The O(n) loop is here: https://github.com/golang/go/blob/215de81513286c010951624243...

foldr

It’s obvious that this is O(n), no? You’re casting something immutable to something mutable, so it has to be copied.

rednafi

I didn’t know even know this. TIL, thanks.

iTokio

If you are mindful of performance, one thing to be careful of, is that interfaces often prevent inlining and can cause performance issues.

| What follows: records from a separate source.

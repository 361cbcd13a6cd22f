//! Working out how many bits an element occupies before reading it.
//!
//! Sizes come, in order of preference, from a cracked size relation, the element's declared
//! length or fixed width, a token's literal, or a deterministic read (terminators and
//! character counts). Anything else is found by looking ahead: the elements that follow are
//! scanned for tokens to search for and for fixed sizes to subtract from what remains.

use super::CrackState;
use crate::codec::{declared_bits, token_literal};
use crate::error::{CrackError, FailureKind};
use crate::model::{ElementId, ElementKind, LengthUnit, Placement, RelationKind};
use crate::resolve::try_resolve;
use log::trace;

#[derive(Debug, Clone, Copy, PartialEq, Eq)]
pub(super) enum ScalarSize {
    Bits(u64),
    Chars(u64),
    NullTerminated,
}

/// How a scan over the following elements ended.
#[derive(Debug, Clone, Copy, PartialEq, Eq)]
enum Scan {
    /// Everything scanned had a known size.
    Sized,
    /// An element whose size is only known by reading it.
    Deterministic,
    Unsized,
    /// An element pinned to an absolute bit position by an offset relation.
    End(u64),
}

#[derive(Debug, Clone, Copy)]
struct TokenMark {
    element: ElementId,
    /// Bits of known-size elements between the unsized element and this token.
    offset: u64,
    required: bool,
}

impl CrackState<'_> {
    /// Bits given by a cracked size relation targeting `id`.
    pub(super) fn relation_size(&mut self, id: ElementId) -> Result<Option<u64>, CrackError> {
        let Some((subject, index)) = self.bound(id, RelationKind::Size) else {
            return Ok(None);
        };
        let logical = self.relation_logical(subject, index)?;
        if logical < 0 {
            return Err(self.mismatch(
                id,
                format!(
                    "Size relation from '{}' is negative ({logical}).",
                    self.dom.full_name(subject)
                ),
            ));
        }
        let bits = match self.dom.node(subject).relations[index].length_type {
            LengthUnit::Bits => Some(logical as u64),
            _ => (logical as u64).checked_mul(8),
        }
        .ok_or_else(|| self.mismatch(id, format!("Size of {logical} bytes is out of range.")))?;
        trace!("{}Size of '{}' is {bits} bits", self.indent(), self.dom.name(id));
        Ok(Some(bits))
    }

    /// Size of a container, if a relation or declared length fixes it.
    pub(super) fn container_size(&mut self, id: ElementId) -> Result<Option<u64>, CrackError> {
        if let Some(bits) = self.relation_size(id)? {
            return Ok(Some(bits));
        }
        let node = self.dom.node(id);
        Ok(declared_bits(&node.kind, node.length))
    }

    /// Padding needed at absolute bit `at` to reach the next alignment boundary.
    pub(super) fn padding_bits(&self, id: ElementId, at: u64) -> Option<u64> {
        let ElementKind::Padding(def) = self.dom.kind(id) else {
            return None;
        };
        let reference = match &def.aligned_to {
            Some(anchor) => try_resolve(self.dom, anchor, id).and_then(|a| self.dom.node(a).begin),
            None => self
                .dom
                .parent(id)
                .and_then(|p| self.dom.node(p).begin)
                .or(Some(0)),
        }?;
        let alignment = u64::from(def.alignment);
        let offset = at.checked_sub(reference)?;
        Some((alignment - offset % alignment) % alignment)
    }

    /// Size known without reading any data and without knowing where the element starts.
    fn static_size(&mut self, id: ElementId) -> Result<Option<u64>, CrackError> {
        if let ElementKind::Number(def) = self.dom.kind(id) {
            return Ok(Some(u64::from(def.size)));
        }
        if let Some(bits) = self.relation_size(id)? {
            return Ok(Some(bits));
        }
        let node = self.dom.node(id);
        if let Some(bits) = declared_bits(&node.kind, node.length) {
            return Ok(Some(bits));
        }
        if node.token {
            let literal = token_literal(node).map_err(|e| self.mismatch(id, e))?;
            return Ok(Some(literal.len()));
        }
        Ok(None)
    }

    fn is_deterministic(&self, id: ElementId) -> bool {
        let node = self.dom.node(id);
        match &node.kind {
            ElementKind::String(def) => {
                def.null_terminated
                    || node.length.is_some_and(|l| l.unit == LengthUnit::Chars)
            }
            ElementKind::Padding(_) => true,
            _ => false,
        }
    }

    pub(super) fn scalar_size(&mut self, id: ElementId) -> Result<ScalarSize, CrackError> {
        if matches!(self.dom.kind(id), ElementKind::Padding(_)) {
            let at = self.cursor.position();
            return self.padding_bits(id, at).map(ScalarSize::Bits).ok_or_else(|| {
                self.failure(FailureKind::Unsized, id, "Alignment anchor has not been cracked.")
            });
        }
        if let Some(bits) = self.static_size(id)? {
            return Ok(ScalarSize::Bits(bits));
        }
        let node = self.dom.node(id);
        if let ElementKind::String(def) = &node.kind {
            if let Some(length) = node.length.filter(|l| l.unit == LengthUnit::Chars) {
                return Ok(ScalarSize::Chars(length.value));
            }
            if def.null_terminated {
                return Ok(ScalarSize::NullTerminated);
            }
        }
        self.lookahead(id).map(ScalarSize::Bits)
    }

    /// Finds the size of an unsized element from what follows it.
    fn lookahead(&mut self, id: ElementId) -> Result<u64, CrackError> {
        let mut pos = 0;
        let mut tokens = Vec::new();
        let outcome = self.scan_following(id, &mut pos, &mut tokens)?;
        let here = self.cursor.position();
        trace!(
            "{}Lookahead for '{}': {outcome:?}, {} tokens, {pos} fixed bits",
            self.indent(),
            self.dom.name(id),
            tokens.len()
        );

        if let Scan::End(target) = outcome {
            return target.checked_sub(here + pos).ok_or_else(|| {
                self.mismatch(
                    id,
                    format!("Following element starts at bit {target}, before bit {}.", here + pos),
                )
            });
        }

        let mut closest: Option<u64> = None;
        for token in &tokens {
            let literal = token_literal(self.dom.node(token.element))
                .map_err(|e| self.mismatch(id, e))?;
            let from = here + token.offset;
            match self.cursor.find(&literal, from) {
                Some(found) => {
                    let size = found - from;
                    closest = Some(closest.map_or(size, |c| c.min(size)));
                    if token.required {
                        break;
                    }
                }
                None if token.required => {
                    return Err(self.mismatch(
                        id,
                        format!("Missing required token '{}'.", self.dom.full_name(token.element)),
                    ));
                }
                None => {}
            }
        }
        if let Some(size) = closest {
            return Ok(size);
        }

        match outcome {
            Scan::Sized => {
                let remaining = self.cursor.remaining_bits_exact();
                remaining.checked_sub(pos).ok_or_else(|| {
                    self.failure(
                        FailureKind::InsufficientData,
                        id,
                        format!("Only {remaining} bits remain but {pos} bits follow."),
                    )
                })
            }
            _ => Err(self.failure(FailureKind::Unsized, id, "Element is unsized.")),
        }
    }

    /// Scans the elements after `id`, climbing out of containers, until the size of `id` is
    /// pinned down or cannot be.
    fn scan_following(
        &mut self,
        id: ElementId,
        pos: &mut u64,
        tokens: &mut Vec<TokenMark>,
    ) -> Result<Scan, CrackError> {
        let mut current = id;
        loop {
            let mut next = self.dom.next_sibling(current);
            while let Some(sibling) = next {
                match self.scan(sibling, pos, tokens, true)? {
                    Scan::Sized => {}
                    other => return Ok(other),
                }
                next = self.dom.next_sibling(sibling);
            }
            if self.scope_roots.last() == Some(&current) {
                return Ok(Scan::Sized);
            }
            let Some(parent) = self.dom.parent(current) else {
                return Ok(Scan::Sized);
            };
            if self.container_size(parent)?.is_some() {
                return Ok(Scan::Sized);
            }
            if let ElementKind::Sequence(def) = self.dom.kind(parent) {
                let (template, min, max, entries) =
                    (def.template, def.min_occurs, def.max_occurs, def.entries.len() as u64);
                let limit = self.count_from_relation(parent)?.or(max);
                if limit.is_none_or(|limit| entries < limit) {
                    let before = tokens.len();
                    let mut inner = 0;
                    let more_required = entries < min;
                    let scanned = self.scan(template, &mut inner, tokens, more_required)?;
                    for token in &mut tokens[before..] {
                        token.offset += *pos;
                    }
                    if tokens.len() == before {
                        return Ok(if scanned == Scan::Sized { Scan::Unsized } else { scanned });
                    }
                }
            }
            current = parent;
        }
    }

    fn scan(
        &mut self,
        id: ElementId,
        pos: &mut u64,
        tokens: &mut Vec<TokenMark>,
        required: bool,
    ) -> Result<Scan, CrackError> {
        let node = self.dom.node(id);
        if node.placement == Some(Placement::Absolute) {
            return Ok(Scan::Sized);
        }
        if node.token {
            tokens.push(TokenMark {
                element: id,
                offset: *pos,
                required,
            });
        }
        if let Some(target) = self.offset_target(id)? {
            return Ok(Scan::End(target));
        }

        match self.dom.kind(id).clone() {
            ElementKind::Block(children) => {
                if let Some(bits) = self.container_size(id)? {
                    *pos += bits;
                    return Ok(Scan::Sized);
                }
                for child in children {
                    match self.scan(child, pos, tokens, required)? {
                        Scan::Sized => {}
                        other => return Ok(other),
                    }
                }
                Ok(Scan::Sized)
            }
            ElementKind::Choice(def) => {
                if let Some(bits) = self.container_size(id)? {
                    *pos += bits;
                    return Ok(Scan::Sized);
                }
                let mut common = None;
                for alternative in def.alternatives {
                    let mut size = 0;
                    let mut scratch = Vec::new();
                    if self.scan(alternative, &mut size, &mut scratch, false)? != Scan::Sized
                        || common.is_some_and(|c| c != size)
                    {
                        return Ok(Scan::Unsized);
                    }
                    common = Some(size);
                }
                *pos += common.unwrap_or(0);
                Ok(Scan::Sized)
            }
            ElementKind::Sequence(_) => {
                if let Some(bits) = self.container_size(id)? {
                    *pos += bits;
                    return Ok(Scan::Sized);
                }
                self.scan_array(id, pos, tokens, required)
            }
            _ => match self.static_size(id)? {
                Some(bits) => {
                    *pos += bits;
                    Ok(Scan::Sized)
                }
                None if self.is_deterministic(id) => Ok(Scan::Deterministic),
                None => Ok(Scan::Unsized),
            },
        }
    }

    fn scan_array(
        &mut self,
        id: ElementId,
        pos: &mut u64,
        tokens: &mut Vec<TokenMark>,
        required: bool,
    ) -> Result<Scan, CrackError> {
        let ElementKind::Sequence(def) = self.dom.kind(id) else {
            return Ok(Scan::Unsized);
        };
        let (template, min, max) = (def.template, def.min_occurs, def.max_occurs);
        let fixed = match self.count_from_relation(id)? {
            Some(count) => Some(count),
            None if Some(min) == max => max,
            None => None,
        };
        if fixed == Some(0) {
            return Ok(Scan::Sized);
        }

        let before = tokens.len();
        let mut entry = 0;
        let scanned = self.scan(template, &mut entry, tokens, required && min > 0)?;
        for token in &mut tokens[before..] {
            token.offset += *pos;
        }
        let found_tokens = tokens.len() > before;
        match (scanned, fixed) {
            (Scan::Sized, Some(count)) => {
                *pos += entry * count;
                Ok(Scan::Sized)
            }
            // Entries may or may not follow; keep scanning with the template's tokens as
            // optional stopping points.
            _ if found_tokens => Ok(Scan::Sized),
            (Scan::Sized, None) => Ok(Scan::Unsized),
            _ => Ok(Scan::Deterministic),
        }
    }

    /// True when the element right after `id` is a token whose literal is next in the data.
    pub(super) fn following_token_matches(&mut self, id: ElementId) -> Result<bool, CrackError> {
        let mut current = id;
        loop {
            if let Some(next) = self.dom.next_sibling(current) {
                let node = self.dom.node(next);
                if !node.token {
                    return Ok(false);
                }
                let literal = token_literal(node).map_err(|e| self.mismatch(next, e))?;
                return Ok(self
                    .cursor
                    .peek(literal.len())
                    .is_ok_and(|upcoming| upcoming == literal));
            }
            if self.scope_roots.last() == Some(&current) {
                return Ok(false);
            }
            match self.dom.parent(current) {
                Some(parent) if matches!(self.dom.kind(parent), ElementKind::Block(_)) => {
                    current = parent;
                }
                _ => return Ok(false),
            }
        }
    }
}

Generally speaking the Go compiler seems to have trouble with inlining, PGO (profile guided optimization) can help though.

tapirl

Storing concrete values into interfaces often cause allocations, which has a larger impact on performance than inlining.

nasretdinov

Yeah I was really surprised by how much of a performance difference it made when calling variadic functions that support `args ...interface{}`. Literally every since call is going to be an allocation of multiple parameters when passing structs without a pointer

indogwetrust

> Go compiler seems to have trouble with inlining

not "have trouble", a deliberate design to keep compile times fast and (emitted) code size reasonable

the_gipsy

Ah yes, whichever it is, always design.

neonsunset

You have to manually collect and then apply the profile though (very few teams do this). A proper solution is doing a whole program view optimization (at least like the one done by .NET's NativeAOT). But typically of Go design philosophy, a stop-gap solution was chosen instead.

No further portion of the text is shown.